Last week we discussed the process in place to ensure that state bonds are issued in a disciplined manner that doesn’t overspend but still meets our infrastructure needs. This includes constitutional limits on the amount that can be borrowed as well as the restriction against bonding for operations or “short-term” needs.
This week we will talk about the need for capital outlay bonds.
Where bond money goes
If you remember from last week’s column, the debt management plan discussed last week assumed that $800 million in principal would be issued in FY2012 for new bonds. Part of the reason the plan was set at this level is due to the fact that we are projected to retire approximately $800 million in previously issued bonds. In a sense, there is a revolving cycle of funding infrastructure needs. This changed in FY12 when only $675 million in principal was authorized for bonds that worked out to approximately $72.5 million in one year annual debt service.
This is how the bonds were allocated by area:
K-12 Education - ($232 million or 33 percent of FY12 bonds) - Over a third of issued bonds went for K-12 needs. These bonds covered the purchase of school construction and repairs, classroom equipment and buses. Full-time equivalents (FTEs) have grown over 15 percent in the past 10 years and school population now exceeds 1.6 million children but these trends are slowing.
Regents and Technical Colleges - ($234 million or 34 percent in FY2012) - Higher Education infrastructure costs make up another third of the FY12 bond package. These bonds do not include dormitories, parking decks or other facilities that are funded through a different class of bonds that uses the income brought in to pay off the loan. Examples of higher education bonds in FY12 include construction of classroom buildings, repairs and renovations, equipment, etc.

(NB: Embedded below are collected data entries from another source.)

#[cfg(test)]
mod tests {
    use super::*;
    use async_trait::async_trait;
    use std::sync::Mutex;
    use std::sync::Once;

    static INIT: Once = Once::new();

    fn init_static_config() {
        INIT.call_once(|| {
            crate::config::init_config();
        });
    }

    /// Mock 存储：计数 + 可注入的点击发放时间
    struct MockStore {
        consumed: Mutex<Vec<(SubjectRef, EventKind)>>,
        conversions: Mutex<Vec<String>>,
        issued: Mutex<Option<IssuedClick>>,
        reject_with: Mutex<Option<RejectReason>>,
    }

    impl MockStore {
        fn new() -> Self {
            Self {
                consumed: Mutex::new(Vec::new()),
                conversions: Mutex::new(Vec::new()),
                issued: Mutex::new(None),
                reject_with: Mutex::new(None),
            }
        }

        fn issue_click_at(&self, subject: SubjectRef, occurred_at: DateTime<Utc>) {
            *self.issued.lock().unwrap() = Some(IssuedClick {
                subject,
                occurred_at,
                session_id: None,
            });
        }
    }

    #[async_trait]
    impl AttributionStore for MockStore {
        async fn consume_and_log(
            &self,
            subject: &SubjectRef,
            kind: EventKind,
            _meta: &EventMetadata,
            _dedup_key: Option<String>,
            _now: DateTime<Utc>,
        ) -> Result<RecordOutcome> {
            if let Some(reason) = *self.reject_with.lock().unwrap() {
                return Ok(RecordOutcome::Rejected(reason));
            }
            self.consumed.lock().unwrap().push((subject.clone(), kind));
            Ok(RecordOutcome::Recorded {
                token: format!("token-{}", self.consumed.lock().unwrap().len()),
                replayed: false,
            })
        }

        async fn find_issued_click(&self, _token: &str) -> Result<Option<IssuedClick>> {
            Ok(self.issued.lock().unwrap().clone())
        }

        async fn convert_and_log(
            &self,
            _click: &IssuedClick,
            token: &str,
            _meta: &EventMetadata,
            _now: DateTime<Utc>,
        ) -> Result<ConversionOutcome> {
            let mut conversions = self.conversions.lock().unwrap();
            if conversions.iter().any(|t| t == token) {
                return Ok(ConversionOutcome { replayed: true });
            }
            conversions.push(token.to_string());
            Ok(ConversionOutcome { replayed: false })
        }

        async fn find_qrcode_by_scene(&self, _scene_str: &str) -> Result<Option<WechatQrcode>> {
            Ok(None)
        }
    }

    fn make_ingest(store: Arc<MockStore>) -> EventIngest {
        init_static_config();
        EventIngest::new(store)
    }

    #[tokio::test]
    async fn test_click_issues_token() {
        let store = Arc::new(MockStore::new());
        let ingest = make_ingest(store.clone());

        let outcome = ingest
            .record_click(&SubjectRef::code("c1"), EventMetadata::default())
            .await
            .unwrap();

        match outcome {
            RecordOutcome::Recorded { token, replayed } => {
                assert!(!token.is_empty());
                assert!(!replayed);
            }
            other => panic!("unexpected outcome: {:?}", other),
        }
        assert_eq!(store.consumed.lock().unwrap().len(), 1);
    }

    #[tokio::test]
    async fn test_conversion_within_window_accepted() {
        let store = Arc::new(MockStore::new());
        store.issue_click_at(SubjectRef::link("l1"), Utc::now() - Duration::minutes(29));
        let ingest = make_ingest(store.clone());

        let outcome = ingest
            .record_conversion("tok", EventMetadata::default())
            .await
            .unwrap();
        assert!(!outcome.replayed);
    }

    #[tokio::test]
    async fn test_conversion_outside_window_rejected() {
        let store = Arc::new(MockStore::new());
        store.issue_click_at(SubjectRef::link("l1"), Utc::now() - Duration::minutes(31));
        let ingest = make_ingest(store.clone());

        let err = ingest
            .record_conversion("tok", EventMetadata::default())
            .await
            .unwrap_err();
        assert!(matches!(err, PromolinkError::NoAttributableClick(_)));
    }

    #[tokio::test]
    async fn test_conversion_without_click_rejected() {
        let store = Arc::new(MockStore::new());
        let ingest = make_ingest(store);

        let err = ingest
            .record_conversion("ghost", EventMetadata::default())
            .await
            .unwrap_err();
        assert!(matches!(err, PromolinkError::NoAttributableClick(_)));
    }

    #[tokio::test]
    async fn test_conversion_replay_is_idempotent() {
        let store = Arc::new(MockStore::new());
        store.issue_click_at(SubjectRef::link("l1"), Utc::now());
        let ingest = make_ingest(store.clone());

        let first = ingest
            .record_conversion("tok", EventMetadata::default())
            .await
            .unwrap();
        let second = ingest
            .record_conversion("tok", EventMetadata::default())
            .await
            .unwrap();

        assert!(!first.replayed);
        assert!(second.replayed);
        assert_eq!(store.conversions.lock().unwrap().len(), 1);
    }

    #[tokio::test]
    async fn test_terminal_rejection_hits_negative_cache() {
        let store = Arc::new(MockStore::new());
        *store.reject_with.lock().unwrap() = Some(RejectReason::Revoked);
        let ingest = make_ingest(store.clone());

        let subject = SubjectRef::qrcode("q1");
        let first = ingest
            .record_click(&subject, EventMetadata::default())
            .await
            .unwrap();
        assert_eq!(first, RecordOutcome::Rejected(RejectReason::Revoked));

        // 第二次命中负缓存，不再访问存储
        *store.reject_with.lock().unwrap() = None;
        let second = ingest
            .record_click(&subject, EventMetadata::default())
            .await
            .unwrap();
        assert_eq!(second, RecordOutcome::Rejected(RejectReason::Revoked));
        assert!(store.consumed.lock().unwrap().is_empty());
    }

    #[tokio::test]
    async fn test_inactive_rejection_not_cached() {
        let store = Arc::new(MockStore::new());
        *store.reject_with.lock().unwrap() = Some(RejectReason::Inactive);
        let ingest = make_ingest(store.clone());

        let subject = SubjectRef::link("l1");
        ingest
            .record_click(&subject, EventMetadata::default())
            .await
            .unwrap();

        // toggle 回来之后必须立刻可用
        *store.reject_with.lock().unwrap() = None;
        let outcome = ingest
            .record_click(&subject, EventMetadata::default())
            .await
            .unwrap();
        assert!(matches!(outcome, RecordOutcome::Recorded { .. }));
    }

    #[test]
    fn test_sanitize_nulls_empty_fields() {
        let meta = sanitize_metadata(EventMetadata {
            referrer: Some("".to_string()),
            device_type: Some("".to_string()),
            platform: None,
            country: Some("CN".to_string()),
            city: None,
            session_id: Some("".to_string()),
        });
        assert!(meta.referrer.is_none());
        assert!(meta.device_type.is_none());
        assert!(meta.session_id.is_none());
        assert_eq!(meta.country.as_deref(), Some("CN"));
    }

    #[test]
    fn test_sanitize_drops_unknown_platform() {
        let meta = sanitize_metadata(EventMetadata {
            platform: Some("myspace".to_string()),
            ..Default::default()
        });
        assert!(meta.platform.is_none());

        let meta = sanitize_metadata(EventMetadata {
            platform: Some("wechat".to_string()),
            ..Default::default()
        });
        assert_eq!(meta.platform.as_deref(), Some("wechat"));
    }

    #[test]
    fn test_sanitize_truncates_long_referrer() {
        let meta = sanitize_metadata(EventMetadata {
            referrer: Some("x".repeat(5000)),
            ..Default::default()
        });
        assert_eq!(meta.referrer.unwrap().len(), MAX_REFERRER_LENGTH);
    }

    #[test]
    fn test_truncate_respects_char_boundary() {
        let truncated = truncate("微信分享".to_string(), 4);
        // 每个汉字 3 字节，4 落在字符中间，回退到 3
        assert_eq!(truncated, "微");
    }
}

Regents and Technical College System bonds are primarily chosen from a priority list created by these agencies (A link to the regents’ priority list can be found below). This priority list is important to understand because some may think that these bond requests are not vetted for necessity.
Since 2001 both the university system and technical school system have seen an increase of over 50 percent in the number of full time equivalents enrolled. According to Community College Week Magazine, half of Georgia’s technical colleges were ranked among the nation’s fastest growing two-year colleges. Consistently, we hear that higher education is a key to attracting businesses that will create jobs. Providing the infrastructure to train these future leaders and workers is a key.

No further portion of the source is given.